The 28 worldwide federations whose sports compete in the Summer Olympics now face a complex challenge. They would be withdrawn from the team, he added. That ban was recently upheld by the Court of Arbitration for Sport, establishing legal precedent.

That came following the publication of the a damning report by Professor Richard McLaren, which found that doped athletes representing Russian Federation had been “directed [and] controlled” at state level.

The decision to ban Stepanova from running, and yet invite her as a guest, was roundly criticised by anti-doping experts and investigative journalists who have heralded the Stepanovs’ contribution to exposing what many believe to be sport’s worst doping scandal.

Officials promised to enact a series of reforms, overhauling the leadership of their track federation, subjecting athletes to additional testing and inviting global observers into their national anti-doping operations.

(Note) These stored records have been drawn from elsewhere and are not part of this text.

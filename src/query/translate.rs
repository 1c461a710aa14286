//! Query Translator: effective definition applied step by step to a `StoreQuery`.

use super::definition::{merge, QueryDefaults, QueryDefinition, RequestParams};
use super::filter::{parse_filter, FieldPath};
use crate::error::AppError;
use crate::store::{Expansion, Projection, SortKey, StoreQuery};

/// The merged definition together with the store query built from it.
#[derive(Clone, Debug)]
pub struct EffectiveQuery {
    pub definition: QueryDefinition,
    pub query: StoreQuery,
}

/// `field`, `field asc` or `field desc`.
fn parse_sort_clause(clause: &str) -> Option<SortKey> {
    let mut words = clause.split_whitespace();
    let field = FieldPath::parse(words.next()?)?;
    let descending = match words.next() {
        None | Some("asc") => false,
        Some("desc") => true,
        Some(_) => return None,
    };
    if words.next().is_some() {
        return None;
    }
    Some(SortKey { field, descending })
}

/// Translate `field [asc|desc], ...` into sort keys. Bad clauses are logged and skipped.
pub fn translate_orderby(orderby: &str) -> Vec<SortKey> {
    let mut keys = Vec::new();
    for clause in orderby.split(',').map(str::trim).filter(|c| !c.is_empty()) {
        match parse_sort_clause(clause) {
            Some(key) => keys.push(key),
            None => tracing::warn!(clause = %clause, "skipping invalid $orderby clause"),
        }
    }
    keys
}

fn insert_path(tree: &mut Vec<Expansion>, segments: &[&str]) {
    let Some((first, rest)) = segments.split_first() else { return };
    let idx = match tree.iter().position(|e| e.path == *first) {
        Some(i) => i,
        None => {
            tree.push(Expansion::new(first));
            tree.len() - 1
        }
    };
    insert_path(&mut tree[idx].nested, rest);
}

/// Build the expansion tree. Each value may hold several comma-separated paths;
/// `a.b` expands `a`, then `b` inside it. Shared prefixes are merged.
pub fn build_expansions(values: &[String]) -> Vec<Expansion> {
    let mut tree = Vec::new();
    for value in values {
        for path in value.split(',').map(str::trim).filter(|p| !p.is_empty()) {
            let segments: Vec<&str> = path.split('.').map(str::trim).filter(|s| !s.is_empty()).collect();
            insert_path(&mut tree, &segments);
        }
    }
    tree
}

/// Merge defaults with the request and apply the result to `query`, in order:
/// expansion, projection, lean, limit/offset, ordering, filter.
pub fn translate(defaults: &QueryDefaults, params: &RequestParams, mut query: StoreQuery) -> Result<EffectiveQuery, AppError> {
    let definition = merge(defaults, params);

    for expansion in build_expansions(&definition.expand) {
        query.populate(expansion);
    }
    if let Some(select) = definition.select.as_deref().filter(|s| !s.trim().is_empty()) {
        query.select(Projection::parse(select).map_err(AppError::Validation)?);
    }
    query.lean(definition.lean);
    if let Some(top) = definition.top {
        query.limit(top);
    }
    if let Some(skip) = definition.skip {
        query.skip(skip);
    }

    let mut keys = definition.orderby.as_deref().map(translate_orderby).unwrap_or_default();
    if keys.is_empty() && definition.top.is_some() {
        // paging needs a deterministic order
        keys = translate_orderby(&definition.orderby_paged);
        if keys.is_empty() {
            keys.push(SortKey::asc(FieldPath::id()));
        }
    }
    if !keys.is_empty() {
        query.sort(keys);
    }

    if let Some(filter) = definition.filter.as_deref() {
        let predicate = parse_filter(filter)?;
        tracing::debug!(filter = %predicate, "translated $filter");
        query.and_where(predicate);
    }

    tracing::debug!(collection = %query.collection, limit = ?query.limit, skip = ?query.skip, "translated query");
    Ok(EffectiveQuery { definition, query })
}

#[cfg(test)]
mod tests {
    use super::*;

    fn field(s: &str) -> FieldPath {
        FieldPath::parse(s).unwrap()
    }

    #[test]
    fn orderby_keeps_clause_order() {
        let keys = translate_orderby("year desc, title,author.name asc");
        assert_eq!(
            keys,
            vec![
                SortKey { field: field("year"), descending: true },
                SortKey::asc(field("title")),
                SortKey::asc(field("author.name")),
            ]
        );
    }

    #[test]
    fn invalid_orderby_clauses_are_skipped() {
        let keys = translate_orderby("title sideways, year desc, bad$field, , rating");
        assert_eq!(
            keys,
            vec![SortKey { field: field("year"), descending: true }, SortKey::asc(field("rating"))]
        );
        assert!(translate_orderby("a b c").is_empty());
    }

    #[test]
    fn expansions_nest_and_merge() {
        let tree = build_expansions(&["_author._publisher, _author._agent".into(), "_series".into()]);
        assert_eq!(
            tree,
            vec![
                Expansion {
                    path: "_author".into(),
                    nested: vec![Expansion::new("_publisher"), Expansion::new("_agent")],
                },
                Expansion::new("_series"),
            ]
        );
    }

    #[test]
    fn top_without_orderby_sorts_on_paged_key() {
        let params = RequestParams::parse("$top=10");
        let eq = translate(&QueryDefaults::default(), &params, StoreQuery::find("books")).unwrap();
        assert_eq!(eq.query.limit, Some(10));
        assert_eq!(eq.query.sort, vec![SortKey::asc(FieldPath::id())]);

        let defaults = QueryDefaults {
            orderby_paged: Some("title".into()),
            ..Default::default()
        };
        let eq = translate(&defaults, &params, StoreQuery::find("books")).unwrap();
        assert_eq!(eq.query.sort, vec![SortKey::asc(field("title"))]);
    }

    #[test]
    fn all_invalid_orderby_with_top_falls_back() {
        let params = RequestParams::parse("$top=5&$orderby=title%20sideways");
        let eq = translate(&QueryDefaults::default(), &params, StoreQuery::find("books")).unwrap();
        assert_eq!(eq.query.sort, vec![SortKey::asc(FieldPath::id())]);
    }

    #[test]
    fn no_paging_no_sort() {
        let eq = translate(&QueryDefaults::default(), &RequestParams::default(), StoreQuery::find("books")).unwrap();
        assert!(eq.query.sort.is_empty());
        assert!(eq.query.lean);
        assert_eq!(eq.query.limit, None);
    }

    #[test]
    fn enforced_select_and_filter() {
        let defaults = QueryDefaults {
            select: Some("-password".into()),
            ..Default::default()
        };
        let params = RequestParams::parse("$select=password&$filter=email%20eq%20'a@b.c'");
        let eq = translate(&defaults, &params, StoreQuery::find("users")).unwrap();
        assert_eq!(eq.query.projection, Some(Projection::Exclude(vec!["password".into()])));
        assert_eq!(eq.query.filter.unwrap().to_string(), "email == \"a@b.c\"");
    }

    #[test]
    fn filter_is_added_to_the_base_query() {
        let base = StoreQuery::by_key("reviews", field("_book"), "b1");
        let params = RequestParams::parse("$filter=stars%20ge%204");
        let eq = translate(&QueryDefaults::default(), &params, base).unwrap();
        assert_eq!(eq.query.filter.unwrap().to_string(), "(_book == \"b1\") AND (stars >= 4)");
    }

    #[test]
    fn bad_filter_and_bad_select_fail() {
        let params = RequestParams::parse("$filter=genre%20eq%20and%20year%20gt%202000");
        assert!(matches!(
            translate(&QueryDefaults::default(), &params, StoreQuery::find("books")),
            Err(AppError::FilterSyntax(_))
        ));
        let params = RequestParams::parse("$select=a%20-b");
        assert!(matches!(
            translate(&QueryDefaults::default(), &params, StoreQuery::find("books")),
            Err(AppError::Validation(_))
        ));
    }
}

It added this commission will “have to consider any further information” that comes from McLaren’s investigation now the Canadian law professor has been given the green light by the International Olympic Committee and World Anti-Doping Agency to continue his inquiries.

With WADA and others around the world calling for an outright ban, the IOC’s board held a three-hour teleconference to discuss the matter Sunday.

Seven Russian swimmers have been banned from competing at the 2016 Olympic Games by swimming’s governing body, FINA.

Australian sports minister Sussan Ley said it was a “horrifying thought” that clean athletes might not be able to compete on a level playing field at Rio.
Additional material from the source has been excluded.